▶ _Information_:
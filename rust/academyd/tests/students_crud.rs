mod test_support;

use serde_json::json;
use test_support::{admin_session, create_student};

#[test]
fn student_create_validates_fields() {
    let (_workspace, mut sidecar) = admin_session(json!({}));

    let err = sidecar.fail(
        "admin.students.create",
        json!({ "name": "한결", "email": "not-an-email", "birth_date": "2012-01-01", "gender": "M" }),
    );
    assert_eq!(err["code"], json!("validation_failed"));
    assert!(err["details"]["email"].is_string());

    let err = sidecar.fail(
        "admin.students.create",
        json!({ "name": "한결", "email": "a@b.kr", "birth_date": "2012/01/01", "gender": "M" }),
    );
    assert!(err["details"]["birth_date"].is_string());

    let err = sidecar.fail(
        "admin.students.create",
        json!({ "name": "한결", "email": "a@b.kr", "birth_date": "2012-01-01", "gender": "M", "classId": 999 }),
    );
    assert_eq!(err["code"], json!("validation_failed"));
    assert_eq!(err["details"]["classId"], json!("Invalid Class ID"));

    let id = create_student(&mut sidecar, "한결", "hk@school.kr");
    let student = sidecar.ok("admin.students.get", json!({ "id": id }));
    assert!(student["class_id"].is_null());
    assert_eq!(student["birth_date"], json!("2012-03-04"));

    let list = sidecar.ok("admin.students.list", json!({}));
    assert_eq!(list["total_counts"], json!(1));
}

#[test]
fn class_link_follows_blank_null_and_absent_rules() {
    let (_workspace, mut sidecar) = admin_session(json!({}));
    let class = sidecar.ok("admin.classes.create", json!({ "className": "초등 영어" }));
    let class_id = class["classId"].as_i64().expect("class id");
    let id = create_student(&mut sidecar, "서연", "sy@school.kr");

    let s = sidecar.ok(
        "admin.students.update",
        json!({ "id": id, "classId": class_id.to_string() }),
    );
    assert_eq!(s["class_id"], json!(class_id));

    // Absent and null leave the link alone.
    let s = sidecar.ok("admin.students.update", json!({ "id": id, "name": "서연2" }));
    assert_eq!(s["class_id"], json!(class_id));
    let s = sidecar.ok("admin.students.update", json!({ "id": id, "classId": null }));
    assert_eq!(s["class_id"], json!(class_id));

    let s = sidecar.ok("admin.students.update", json!({ "id": id, "class_id": "" }));
    assert!(s["class_id"].is_null());
    assert_eq!(s["name"], json!("서연2"));

    assert_eq!(
        sidecar.fail_code("admin.students.update", json!({ "id": id, "classId": "abc" })),
        "validation_failed"
    );
}

#[test]
fn deleting_a_student_removes_their_reports() {
    let (_workspace, mut sidecar) = admin_session(json!({}));
    let id = create_student(&mut sidecar, "지우", "jw@school.kr");
    let sent = sidecar.ok(
        "teacher.reports.send",
        json!({ "common": { "subject": "안내" }, "recipients": [{ "studentId": id }] }),
    );
    assert_eq!(sent["sentIndividual"], json!(1));

    sidecar.ok("admin.students.delete", json!({ "id": id }));
    let reports = sidecar.ok("teacher.reports.list", json!({}));
    assert!(reports["reports"].as_array().expect("reports").is_empty());
    assert_eq!(
        sidecar.fail_code("admin.students.delete", json!({ "id": id })),
        "not_found"
    );
}
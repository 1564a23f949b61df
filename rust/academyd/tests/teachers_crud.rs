mod test_support;

use serde_json::json;
use test_support::{admin_session, create_teacher, ADMIN_PASSWORD, ADMIN_USER};

#[test]
fn teacher_roster_create_list_and_conflicts() {
    let (_workspace, mut sidecar) = admin_session(json!({}));

    let err = sidecar.fail(
        "admin.teachers.create",
        json!({ "teacherId": "lee02", "name": "이선생", "age": 40, "position": "영어", "sex": "M" }),
    );
    assert_eq!(err["code"], json!("validation_failed"));
    assert_eq!(
        err["details"]["passwd"],
        json!("Password is required for new teacher.")
    );

    let id = create_teacher(&mut sidecar, "lee02", "pw", "이선생");
    let list = sidecar.ok("admin.teachers.list", json!({}));
    assert_eq!(list["total_counts"], json!(1));
    let row = &list["teachers"][0];
    assert_eq!(row["id"], json!(id));
    assert_eq!(row["teacherId"], json!("lee02"));
    assert!(row.get("passwd").is_none());

    let err = sidecar.fail(
        "admin.teachers.create",
        json!({ "teacherId": "lee02", "passwd": "x", "name": "중복", "age": 30, "position": "국어", "sex": "F" }),
    );
    assert_eq!(err["code"], json!("conflict"));

    let err = sidecar.fail(
        "admin.teachers.create",
        json!({ "teacherId": "park03", "passwd": "x", "name": "박", "age": -3, "position": "국어", "sex": "F" }),
    );
    assert_eq!(err["code"], json!("validation_failed"));
}

#[test]
fn blank_password_on_update_keeps_the_old_one() {
    let (_workspace, mut sidecar) = admin_session(json!({}));
    let id = create_teacher(&mut sidecar, "choi04", "first-pw", "최선생");

    let updated = sidecar.ok(
        "admin.teachers.update",
        json!({ "id": id, "passwd": "", "position": "과학" }),
    );
    assert_eq!(updated["position"], json!("과학"));
    assert_eq!(updated["name"], json!("최선생"));

    sidecar.token = None;
    sidecar.login("choi04", "first-pw", "teacher");

    sidecar.token = None;
    sidecar.login(ADMIN_USER, ADMIN_PASSWORD, "admin");
    sidecar.ok(
        "admin.teachers.update",
        json!({ "id": id, "passwd": "second-pw" }),
    );

    sidecar.token = None;
    assert_eq!(
        sidecar.fail_code(
            "auth.login",
            json!({ "username": "choi04", "password": "first-pw", "role": "teacher" })
        ),
        "unauthorized"
    );
    sidecar.login("choi04", "second-pw", "teacher");
}

#[test]
fn deleting_a_teacher_keeps_their_classes() {
    let (_workspace, mut sidecar) = admin_session(json!({}));
    let id = create_teacher(&mut sidecar, "jung05", "pw", "정선생");
    let class = sidecar.ok(
        "admin.classes.create",
        json!({ "className": "중등 수학", "teacher": { "id": id }, "daysOfWeek": ["화"] }),
    );
    let class_id = class["classId"].as_i64().expect("class id");

    sidecar.ok("admin.teachers.delete", json!({ "id": id }));
    assert_eq!(
        sidecar.fail_code("admin.teachers.get", json!({ "id": id })),
        "not_found"
    );

    let class = sidecar.ok("admin.classes.get", json!({ "classId": class_id }));
    assert!(class["teacher"].is_null());
    assert_eq!(class["className"], json!("중등 수학"));
}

▶ _Assigned task_: Please copy each line of the records above that holds the word "filename".

▶ _Solution to the problem_:
filename rust/academyd/tests/students_crud.rs
filename rust/academyd/tests/teachers_crud.rs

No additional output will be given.